Sports: The Two Faces of Roger Federer
From what I've seen of him in the past couple of years, Roger Federer has exhibited two playing modes.
One is the form you'd expect of someone who is the world's number one tennis player and a 12-time Slam winner. It's been called JesusFed, NinjaFed, or TMF-mode ("The Mighty Federer") by the guys over at MTF. In these periods, Federer's play is truly a cut above even the rest of the extremely gifted ATP tour players. He moves faster, he hits more accurately, and he seems to have an uncanny awareness of where his opponents are on the court. The most recent instance has been in the 2007 U.S. Open quarterfinals against Roddick:
But there is another side to Federer, whom many have called the greatest player ever to hold a tennis racquet. This is "Cruise mode" Federer, who is content to simply do enough to win matches without pulling off anything special. The world number 1 reverts to your average aggressive baseliner - a vicious forehand, decent movement, but little aggression.

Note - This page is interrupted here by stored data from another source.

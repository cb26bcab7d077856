//! API schema types for request/response definitions.
//!
//! Grading request/result types live in `contentgrade-core`; this module adds
//! the server-only wire shapes around them.

pub mod grade;
pub mod health;
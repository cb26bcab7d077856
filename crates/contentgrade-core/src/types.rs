//! Request and result types for a single grading call.
//!
//! Both values live only for the duration of one request. [`Score`] carries
//! the "not available" sentinel explicitly instead of overloading a number.

use serde::{Deserialize, Serialize};

use crate::error::CoreError;

/// Incoming grading request body.
///
/// Both fields are optional on the wire; at least one must resolve to
/// non-empty text before grading can proceed.
#[derive(Debug, Clone, Default, PartialEq, Eq, Serialize, Deserialize)]
pub struct GradeRequest {
    /// Raw text to grade verbatim.
    #[serde(default)]
    pub content: Option<String>,
    /// Page to fetch and grade when `content` is absent or empty.
    #[serde(default)]
    pub url: Option<String>,
}

impl GradeRequest {
    /// Builds a request carrying inline content only.
    pub fn from_content(content: impl Into<String>) -> Self {
        GradeRequest {
            content: Some(content.into()),
            url: None,
        }
    }

    /// Builds a request carrying a URL only.
    pub fn from_url(url: impl Into<String>) -> Self {
        GradeRequest {
            content: None,
            url: Some(url.into()),
        }
    }

    /// Returns `content` when it is present and non-empty.
    ///
    /// Whitespace-only content counts as present.
    pub fn inline_content(&self) -> Option<&str> {
        self.content.as_deref().filter(|c| !c.is_empty())
    }

    /// Returns `url` when it is present and non-empty.
    pub fn target_url(&self) -> Option<&str> {
        self.url.as_deref().filter(|u| !u.is_empty())
    }
}

/// The text that will be embedded in the grading prompt, with its origin.
#[derive(Debug, Clone, PartialEq, Eq)]
pub enum ResolvedInput {
    /// Content supplied directly in the request.
    Inline(String),
    /// Text extracted from a fetched page.
    Fetched { url: String, text: String },
}

impl ResolvedInput {
    /// Wraps fetched page text, rejecting pages that stripped down to nothing.
    pub fn fetched(url: impl Into<String>, text: String) -> Result<Self, CoreError> {
        if text.is_empty() {
            return Err(CoreError::EmptyInput);
        }
        Ok(ResolvedInput::Fetched {
            url: url.into(),
            text,
        })
    }

    /// The text to grade.
    pub fn text(&self) -> &str {
        match self {
            ResolvedInput::Inline(text) => text,
            ResolvedInput::Fetched { text, .. } => text,
        }
    }

    /// Short label for logs: `inline` or the fetched URL.
    pub fn source(&self) -> &str {
        match self {
            ResolvedInput::Inline(_) => "inline",
            ResolvedInput::Fetched { url, .. } => url,
        }
    }
}

/// Total score extracted from the model reply.
///
/// Serializes as a JSON number for [`Score::Points`] and as the string
/// `"N/A"` for [`Score::NotAvailable`].
#[derive(Debug, Clone, Copy, PartialEq, Eq)]
pub enum Score {
    Points(u16),
    NotAvailable,
}

const NOT_AVAILABLE: &str = "N/A";

impl Score {
    pub fn points(&self) -> Option<u16> {
        match self {
            Score::Points(p) => Some(*p),
            Score::NotAvailable => None,
        }
    }
}

impl std::fmt::Display for Score {
    fn fmt(&self, f: &mut std::fmt::Formatter<'_>) -> std::fmt::Result {
        match self {
            Score::Points(p) => write!(f, "{}", p),
            Score::NotAvailable => f.write_str(NOT_AVAILABLE),
        }
    }
}

impl Serialize for Score {
    fn serialize<S: serde::Serializer>(&self, serializer: S) -> Result<S::Ok, S::Error> {
        match self {
            Score::Points(p) => serializer.serialize_u16(*p),
            Score::NotAvailable => serializer.serialize_str(NOT_AVAILABLE),
        }
    }
}

impl<'de> Deserialize<'de> for Score {
    fn deserialize<D: serde::Deserializer<'de>>(deserializer: D) -> Result<Self, D::Error> {
        #[derive(Deserialize)]
        #[serde(untagged)]
        enum Raw {
            Points(u16),
            Text(String),
        }

        match Raw::deserialize(deserializer)? {
            Raw::Points(p) => Ok(Score::Points(p)),
            Raw::Text(text) if text == NOT_AVAILABLE => Ok(Score::NotAvailable),
            Raw::Text(text) => Err(serde::de::Error::custom(format!(
                "expected a number or \"{}\", got \"{}\"",
                NOT_AVAILABLE, text
            ))),
        }
    }
}

/// Parsed grade returned to the caller.
#[derive(Debug, Clone, PartialEq, Eq, Serialize, Deserialize)]
pub struct GradeResult {
    pub score: Score,
    /// Bullet lines copied verbatim from the reply, in order, at most six.
    pub feedback: Vec<String>,
}
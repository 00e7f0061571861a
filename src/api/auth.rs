//! Authentication endpoints

use axum::{extract::State, http::StatusCode, Json};
use axum_extra::extract::cookie::{Cookie, CookieJar, SameSite};
use serde::{Deserialize, Serialize};
use utoipa::ToSchema;

use crate::{
    error::AppResult,
    models::user::{Role, SessionContext},
};

use super::{AuthenticatedUser, SESSION_COOKIE};

/// Login request
#[derive(Deserialize, ToSchema)]
pub struct LoginRequest {
    /// Student id (login name)
    pub student_id: String,
    pub password: String,
}

/// Login response
#[derive(Serialize, ToSchema)]
pub struct LoginResponse {
    pub token: String,
    pub token_type: String,
    pub expires_in: u64,
    pub role: Role,
    /// Where the client should go next
    pub redirect: String,
}

/// Log in and open a session
#[utoipa::path(
    post,
    path = "/auth/login",
    tag = "auth",
    request_body = LoginRequest,
    responses(
        (status = 200, description = "Logged in; session cookie set", body = LoginResponse),
        (status = 401, description = "Invalid student id or password")
    )
)]
pub async fn login(
    State(state): State<crate::AppState>,
    jar: CookieJar,
    Json(request): Json<LoginRequest>,
) -> AppResult<(CookieJar, Json<LoginResponse>)> {
    let (token, role) = state
        .services
        .users
        .authenticate(&request.student_id, &request.password)
        .await?;

    let ttl_hours = state.config.auth.session_ttl_hours;
    let cookie = Cookie::build((SESSION_COOKIE, token.clone()))
        .path("/")
        .http_only(true)
        .secure(state.config.auth.secure_cookie)
        .same_site(SameSite::Lax)
        .max_age(time::Duration::hours(ttl_hours as i64))
        .build();

    Ok((
        jar.add(cookie),
        Json(LoginResponse {
            token,
            token_type: "Bearer".to_string(),
            expires_in: ttl_hours * 3600,
            role,
            redirect: role.landing_path().to_string(),
        }),
    ))
}

/// Close the session by expiring the cookie
#[utoipa::path(
    post,
    path = "/auth/logout",
    tag = "auth",
    responses(
        (status = 204, description = "Session cookie cleared")
    )
)]
pub async fn logout(jar: CookieJar) -> (CookieJar, StatusCode) {
    (
        jar.remove(Cookie::build(SESSION_COOKIE).path("/")),
        StatusCode::NO_CONTENT,
    )
}

/// Current session
#[utoipa::path(
    get,
    path = "/auth/me",
    tag = "auth",
    security(("bearer_auth" = [])),
    responses(
        (status = 200, description = "Current session", body = SessionContext),
        (status = 401, description = "Not authenticated")
    )
)]
pub async fn me(AuthenticatedUser(session): AuthenticatedUser) -> Json<SessionContext> {
    Json(session)
}
//! Authentication and user management service

use argon2::{
    password_hash::{rand_core::OsRng, PasswordHash, PasswordHasher, PasswordVerifier, SaltString},
    Argon2,
};
use validator::Validate;

use crate::{
    config::AuthConfig,
    error::{AppError, AppResult},
    models::user::{CreateUser, Role, SessionClaims, User, UserShort},
    repository::Repository,
};

#[derive(Clone)]
pub struct UsersService {
    repository: Repository,
    config: AuthConfig,
}

impl UsersService {
    pub fn new(repository: Repository, config: AuthConfig) -> Self {
        Self { repository, config }
    }

    /// Verify a password for `username`. Unknown users verify as `false`.
    pub async fn verify(&self, username: &str, password: &str) -> AppResult<bool> {
        match self.repository.users.get_by_username(username).await? {
            Some(user) => verify_password(&user.password, password),
            None => Ok(false),
        }
    }

    /// Role of `username`, `NotFound` if no such user
    pub async fn role_of(&self, username: &str) -> AppResult<Role> {
        self.repository
            .users
            .get_by_username(username)
            .await?
            .map(|user| user.role)
            .ok_or_else(|| AppError::NotFound(format!("User {} not found", username)))
    }

    /// Authenticate by username and password and issue a session token
    pub async fn authenticate(&self, username: &str, password: &str) -> AppResult<(String, Role)> {
        let invalid = || AppError::Authentication("Invalid student id or password".to_string());

        if !self.verify(username, password).await? {
            tracing::warn!(username, "Failed login attempt");
            return Err(invalid());
        }

        let role = match self.role_of(username).await {
            Ok(role) => role,
            Err(AppError::NotFound(_)) => return Err(invalid()),
            Err(e) => return Err(e),
        };

        let token = SessionClaims::new(username, role, self.config.session_ttl_hours)
            .create_token(&self.config.session_secret)
            .map_err(|e| AppError::Internal(format!("Failed to create token: {}", e)))?;

        tracing::info!(username, %role, "User logged in");
        Ok((token, role))
    }

    /// List all users
    pub async fn list_users(&self) -> AppResult<Vec<UserShort>> {
        self.repository.users.list().await
    }

    /// Create a new user
    pub async fn create_user(&self, user: CreateUser) -> AppResult<User> {
        user.validate()
            .map_err(|e| AppError::Validation(e.to_string()))?;

        if self.repository.users.username_exists(&user.username).await? {
            return Err(AppError::Conflict("User already exists".to_string()));
        }

        let hash = hash_password(&user.password)?;
        let role = user.role.unwrap_or_default();
        let created = self.repository.users.create(&user.username, &hash, role).await?;

        tracing::info!(username = %created.username, %role, "User created");
        Ok(created)
    }

    /// Database round trip, used by readiness checks
    pub async fn ping(&self) -> AppResult<()> {
        self.repository.ping().await
    }
}

/// Hash a password using Argon2
pub fn hash_password(password: &str) -> AppResult<String> {
    let salt = SaltString::generate(&mut OsRng);
    let hash = Argon2::default()
        .hash_password(password.as_bytes(), &salt)
        .map_err(|e| AppError::Internal(format!("Failed to hash password: {}", e)))?;
    Ok(hash.to_string())
}

/// Check a password against a stored PHC hash string
pub fn verify_password(hash: &str, password: &str) -> AppResult<bool> {
    let parsed_hash = PasswordHash::new(hash)
        .map_err(|_| AppError::Internal("Invalid password hash".to_string()))?;
    Ok(Argon2::default()
        .verify_password(password.as_bytes(), &parsed_hash)
        .is_ok())
}

#[cfg(test)]
mod tests {
    use super::*;

    #[test]
    fn test_hash_and_verify() {
        let hash = hash_password("password").unwrap();
        assert!(hash.starts_with("$argon2"));
        assert!(verify_password(&hash, "password").unwrap());
        assert!(!verify_password(&hash, "wrong").unwrap());
    }

    #[test]
    fn test_hashes_are_salted() {
        assert_ne!(hash_password("password").unwrap(), hash_password("password").unwrap());
    }

    #[test]
    fn test_malformed_hash_is_internal_error() {
        let err = verify_password("not-a-hash", "password").unwrap_err();
        assert!(matches!(err, AppError::Internal(_)));
    }
}
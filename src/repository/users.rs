//! Users repository for database operations

use sqlx::{Pool, Postgres};

use crate::{
    error::AppResult,
    models::user::{Role, User, UserShort},
};

#[derive(Clone)]
pub struct UsersRepository {
    pool: Pool<Postgres>,
}

impl UsersRepository {
    pub fn new(pool: Pool<Postgres>) -> Self {
        Self { pool }
    }

    /// Get user by login name
    pub async fn get_by_username(&self, username: &str) -> AppResult<Option<User>> {
        let user = sqlx::query_as::<_, User>(
            "SELECT id, username, password, role, created_at FROM users WHERE username = $1",
        )
        .bind(username)
        .fetch_optional(&self.pool)
        .await?;

        Ok(user)
    }

    /// Check if username already exists
    pub async fn username_exists(&self, username: &str) -> AppResult<bool> {
        let exists: bool =
            sqlx::query_scalar("SELECT EXISTS(SELECT 1 FROM users WHERE username = $1)")
                .bind(username)
                .fetch_one(&self.pool)
                .await?;
        Ok(exists)
    }

    /// List every user, ordered by username
    pub async fn list(&self) -> AppResult<Vec<UserShort>> {
        let users = sqlx::query_as::<_, UserShort>(
            "SELECT id, username, role, created_at FROM users ORDER BY username",
        )
        .fetch_all(&self.pool)
        .await?;

        Ok(users)
    }

    /// Insert a user with an already hashed password
    pub async fn create(&self, username: &str, password_hash: &str, role: Role) -> AppResult<User> {
        let user = sqlx::query_as::<_, User>(
            r#"
            INSERT INTO users (username, password, role)
            VALUES ($1, $2, $3)
            RETURNING id, username, password, role, created_at
            "#,
        )
        .bind(username)
        .bind(password_hash)
        .bind(role)
        .fetch_one(&self.pool)
        .await?;

        Ok(user)
    }
}
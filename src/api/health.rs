//! Health check endpoints

use axum::{extract::State, Json};
use serde::Serialize;
use utoipa::ToSchema;

use crate::error::AppResult;

#[derive(Serialize, ToSchema)]
pub struct HealthResponse {
    /// Current status of the service
    pub status: String,
    /// Version of the service
    pub version: String,
}

/// Health check endpoint
#[utoipa::path(
    get,
    path = "/health",
    tag = "health",
    responses(
        (status = 200, description = "Service is healthy", body = HealthResponse)
    )
)]
pub async fn health_check() -> Json<HealthResponse> {
    Json(HealthResponse {
        status: "healthy".to_string(),
        version: env!("CARGO_PKG_VERSION").to_string(),
    })
}

/// Readiness check endpoint (checks database connectivity)
#[utoipa::path(
    get,
    path = "/ready",
    tag = "health",
    responses(
        (status = 200, description = "Service is ready", body = HealthResponse),
        (status = 500, description = "Database unreachable")
    )
)]
pub async fn readiness_check(
    State(state): State<crate::AppState>,
) -> AppResult<Json<HealthResponse>> {
    state.services.users.ping().await?;

    Ok(Json(HealthResponse {
        status: "ready".to_string(),
        version: env!("CARGO_PKG_VERSION").to_string(),
    }))
}
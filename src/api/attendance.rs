//! Weekly attendance endpoints

use std::collections::HashMap;

use axum::{
    extract::{Path, State},
    Form, Json,
};
use chrono::{Local, NaiveDate};
use serde::Serialize;
use utoipa::ToSchema;

use crate::{error::AppResult, models::attendance::WeekView};

use super::{form::FormEdits, AuthenticatedUser};

/// Response to a weekly form submission
#[derive(Serialize, ToSchema)]
pub struct SubmitResponse {
    /// Confirmation message, prefixed with the submission time
    pub message: String,
    /// The week as stored after the submission
    pub week: WeekView,
}

/// First day of the editable week: the server's current calendar date
fn reference_date() -> NaiveDate {
    Local::now().date_naive()
}

fn confirmation(message: &str) -> String {
    format!("[{}] {}", Local::now().format("%H:%M"), message)
}

/// Get the current week of the logged-in student
#[utoipa::path(
    get,
    path = "/attendance",
    tag = "attendance",
    security(("bearer_auth" = [])),
    responses(
        (status = 200, description = "Seven days starting today", body = WeekView),
        (status = 401, description = "Not authenticated")
    )
)]
pub async fn get_my_week(
    State(state): State<crate::AppState>,
    AuthenticatedUser(session): AuthenticatedUser,
) -> AppResult<Json<WeekView>> {
    let week = state
        .services
        .attendance
        .fetch_week(&session.student_id, reference_date())
        .await?;
    Ok(Json(week))
}

/// Submit the logged-in student's week; a checked meal box means "will eat"
#[utoipa::path(
    post,
    path = "/attendance",
    tag = "attendance",
    security(("bearer_auth" = [])),
    request_body(
        content = String,
        content_type = "application/x-www-form-urlencoded",
        description = "Fields `{breakfast|lunch|dinner|overnight}-YYYY-MM-DD=on` and `note-YYYY-MM-DD`"
    ),
    responses(
        (status = 200, description = "Week stored", body = SubmitResponse),
        (status = 401, description = "Not authenticated")
    )
)]
pub async fn submit_my_week(
    State(state): State<crate::AppState>,
    AuthenticatedUser(session): AuthenticatedUser,
    Form(fields): Form<HashMap<String, String>>,
) -> AppResult<Json<SubmitResponse>> {
    let reference = reference_date();
    let edits = FormEdits::from(fields);

    state
        .services
        .attendance
        .apply_week_as_attendance(&session.student_id, reference, &edits)
        .await?;

    let week = state
        .services
        .attendance
        .fetch_week(&session.student_id, reference)
        .await?;

    Ok(Json(SubmitResponse {
        message: confirmation("Submission received."),
        week,
    }))
}

/// Get the current week of any student (admin only)
#[utoipa::path(
    get,
    path = "/admin/users/{student_id}/attendance",
    tag = "admin",
    security(("bearer_auth" = [])),
    params(
        ("student_id" = String, Path, description = "Student id")
    ),
    responses(
        (status = 200, description = "Seven days starting today", body = WeekView),
        (status = 403, description = "Admin privileges required"),
        (status = 404, description = "Student not found")
    )
)]
pub async fn get_student_week(
    State(state): State<crate::AppState>,
    AuthenticatedUser(session): AuthenticatedUser,
    Path(student_id): Path<String>,
) -> AppResult<Json<WeekView>> {
    session.require_admin()?;
    state.services.users.role_of(&student_id).await?;

    let week = state
        .services
        .attendance
        .fetch_week(&student_id, reference_date())
        .await?;
    Ok(Json(week))
}

/// Edit any student's week (admin only); a checked meal box means "will skip"
#[utoipa::path(
    post,
    path = "/admin/users/{student_id}/attendance",
    tag = "admin",
    security(("bearer_auth" = [])),
    params(
        ("student_id" = String, Path, description = "Student id")
    ),
    request_body(
        content = String,
        content_type = "application/x-www-form-urlencoded",
        description = "Fields `{breakfast|lunch|dinner|overnight}-YYYY-MM-DD=on` and `note-YYYY-MM-DD`"
    ),
    responses(
        (status = 200, description = "Week stored", body = SubmitResponse),
        (status = 403, description = "Admin privileges required"),
        (status = 404, description = "Student not found")
    )
)]
pub async fn submit_student_week(
    State(state): State<crate::AppState>,
    AuthenticatedUser(session): AuthenticatedUser,
    Path(student_id): Path<String>,
    Form(fields): Form<HashMap<String, String>>,
) -> AppResult<Json<SubmitResponse>> {
    session.require_admin()?;
    state.services.users.role_of(&student_id).await?;

    let reference = reference_date();
    let edits = FormEdits::from(fields);

    state
        .services
        .attendance
        .apply_week_as_skip(&student_id, reference, &edits)
        .await?;

    tracing::info!(admin = %session.student_id, student_id = %student_id, "Admin edited week");

    let week = state
        .services
        .attendance
        .fetch_week(&student_id, reference)
        .await?;

    Ok(Json(SubmitResponse {
        message: confirmation("Student records updated."),
        week,
    }))
}
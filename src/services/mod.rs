//! Business logic services

pub mod attendance;
pub mod users;

use std::sync::Arc;

use crate::{
    config::AuthConfig,
    repository::{RecordStore, Repository},
};

/// Container for all services
#[derive(Clone)]
pub struct Services {
    pub attendance: attendance::AttendanceService,
    pub users: users::UsersService,
}

impl Services {
    /// Create all services with the given repository
    pub fn new(repository: Repository, auth_config: AuthConfig) -> Self {
        let records = Arc::new(repository.attendance.clone());
        Self::with_record_store(repository, records, auth_config)
    }

    /// Create all services, keeping attendance records in `records`
    pub fn with_record_store(
        repository: Repository,
        records: Arc<dyn RecordStore>,
        auth_config: AuthConfig,
    ) -> Self {
        Self {
            attendance: attendance::AttendanceService::new(records),
            users: users::UsersService::new(repository, auth_config),
        }
    }
}
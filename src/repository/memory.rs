//! In-memory record store for tests

use std::collections::BTreeMap;
use std::sync::Mutex;

use async_trait::async_trait;
use chrono::NaiveDate;

use super::RecordStore;
use crate::{error::AppResult, models::attendance::AttendanceRecord};

/// Record store keeping rows in memory, keyed like the real table
#[derive(Default)]
pub struct MemoryStore {
    rows: Mutex<BTreeMap<(String, NaiveDate), AttendanceRecord>>,
}

impl MemoryStore {
    pub fn with(records: Vec<AttendanceRecord>) -> Self {
        let store = Self::default();
        {
            let mut rows = store.rows.lock().unwrap();
            for r in records {
                rows.insert((r.student_id.clone(), r.record_date), r);
            }
        }
        store
    }

    pub fn snapshot(&self) -> BTreeMap<(String, NaiveDate), AttendanceRecord> {
        self.rows.lock().unwrap().clone()
    }
}

#[async_trait]
impl RecordStore for MemoryStore {
    async fn query_range(
        &self,
        student_id: &str,
        start: NaiveDate,
        end: NaiveDate,
    ) -> AppResult<Vec<AttendanceRecord>> {
        Ok(self
            .rows
            .lock()
            .unwrap()
            .values()
            .filter(|r| r.student_id == student_id && r.record_date >= start && r.record_date <= end)
            // Reverse to make sure callers do not rely on store ordering
            .rev()
            .cloned()
            .collect())
    }

    async fn upsert(&self, record: &AttendanceRecord) -> AppResult<()> {
        self.rows
            .lock()
            .unwrap()
            .insert((record.student_id.clone(), record.record_date), record.clone());
        Ok(())
    }
}
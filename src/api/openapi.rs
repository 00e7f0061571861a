//! OpenAPI documentation

use axum::Router;
use utoipa::{
    openapi::security::{HttpAuthScheme, HttpBuilder, SecurityScheme},
    Modify, OpenApi,
};
use utoipa_swagger_ui::SwaggerUi;

use crate::api::{attendance, auth, health, users};

#[derive(OpenApi)]
#[openapi(
    info(
        title = "Dormitory Attendance API",
        version = "0.1.0",
        description = "Weekly meal and overnight declarations for dormitory students"
    ),
    servers(
        (url = "/api/v1", description = "API v1")
    ),
    paths(
        // Health
        health::health_check,
        health::readiness_check,
        // Auth
        auth::login,
        auth::logout,
        auth::me,
        // Attendance
        attendance::get_my_week,
        attendance::submit_my_week,
        // Admin
        users::list_users,
        users::create_user,
        attendance::get_student_week,
        attendance::submit_student_week,
    ),
    components(
        schemas(
            auth::LoginRequest,
            auth::LoginResponse,
            attendance::SubmitResponse,
            crate::models::attendance::AttendanceRecord,
            crate::models::attendance::WeekView,
            crate::models::user::Role,
            crate::models::user::User,
            crate::models::user::UserShort,
            crate::models::user::CreateUser,
            crate::models::user::SessionContext,
            health::HealthResponse,
            crate::error::ErrorResponse,
        )
    ),
    modifiers(&SecurityAddon),
    tags(
        (name = "health", description = "Health check endpoints"),
        (name = "auth", description = "Authentication endpoints"),
        (name = "attendance", description = "Own weekly declarations"),
        (name = "admin", description = "User and declaration administration")
    )
)]
pub struct ApiDoc;

struct SecurityAddon;

impl Modify for SecurityAddon {
    fn modify(&self, openapi: &mut utoipa::openapi::OpenApi) {
        if let Some(components) = openapi.components.as_mut() {
            components.add_security_scheme(
                "bearer_auth",
                SecurityScheme::Http(
                    HttpBuilder::new()
                        .scheme(HttpAuthScheme::Bearer)
                        .bearer_format("JWT")
                        .build(),
                ),
            );
        }
    }
}

/// Create the OpenAPI documentation router
pub fn create_openapi_router() -> Router {
    Router::new()
        .merge(SwaggerUi::new("/swagger-ui").url("/api-docs/openapi.json", ApiDoc::openapi()))
}
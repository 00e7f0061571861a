//! User administration endpoints

use axum::{extract::State, http::StatusCode, Json};

use crate::{
    error::AppResult,
    models::user::{CreateUser, User, UserShort},
};

use super::AuthenticatedUser;

/// List all users (admin only)
#[utoipa::path(
    get,
    path = "/admin/users",
    tag = "admin",
    security(("bearer_auth" = [])),
    responses(
        (status = 200, description = "All users", body = Vec<UserShort>),
        (status = 401, description = "Not authenticated"),
        (status = 403, description = "Admin privileges required")
    )
)]
pub async fn list_users(
    State(state): State<crate::AppState>,
    AuthenticatedUser(session): AuthenticatedUser,
) -> AppResult<Json<Vec<UserShort>>> {
    session.require_admin()?;

    let users = state.services.users.list_users().await?;
    Ok(Json(users))
}

/// Create a new user (admin only)
#[utoipa::path(
    post,
    path = "/admin/users",
    tag = "admin",
    security(("bearer_auth" = [])),
    request_body = CreateUser,
    responses(
        (status = 201, description = "User created", body = User),
        (status = 400, description = "Student id and password are required"),
        (status = 403, description = "Admin privileges required"),
        (status = 409, description = "User already exists")
    )
)]
pub async fn create_user(
    State(state): State<crate::AppState>,
    AuthenticatedUser(session): AuthenticatedUser,
    Json(user): Json<CreateUser>,
) -> AppResult<(StatusCode, Json<User>)> {
    session.require_admin()?;

    let created = state.services.users.create_user(user).await?;
    Ok((StatusCode::CREATED, Json(created)))
}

I've seen Fed casually wait out his opponents' service games, preferring to simply serve for the match rather than try to break. I've seen Fed keep blunting back the same slice backhand over and over, seemingly hoping that the guy on the other side will miss. It's troubling when even the world's greatest can slip back to this passive play in a French Open final. In 2008, he essentially waved the white flag and got bageled by Nadal in the third set:
But now Federer is back on Wimbledon grass. Can he even make it to the final? And can he beat Nadal, who is red-hot and getting even better? It should be an interesting week - either dizzying success or disappointment.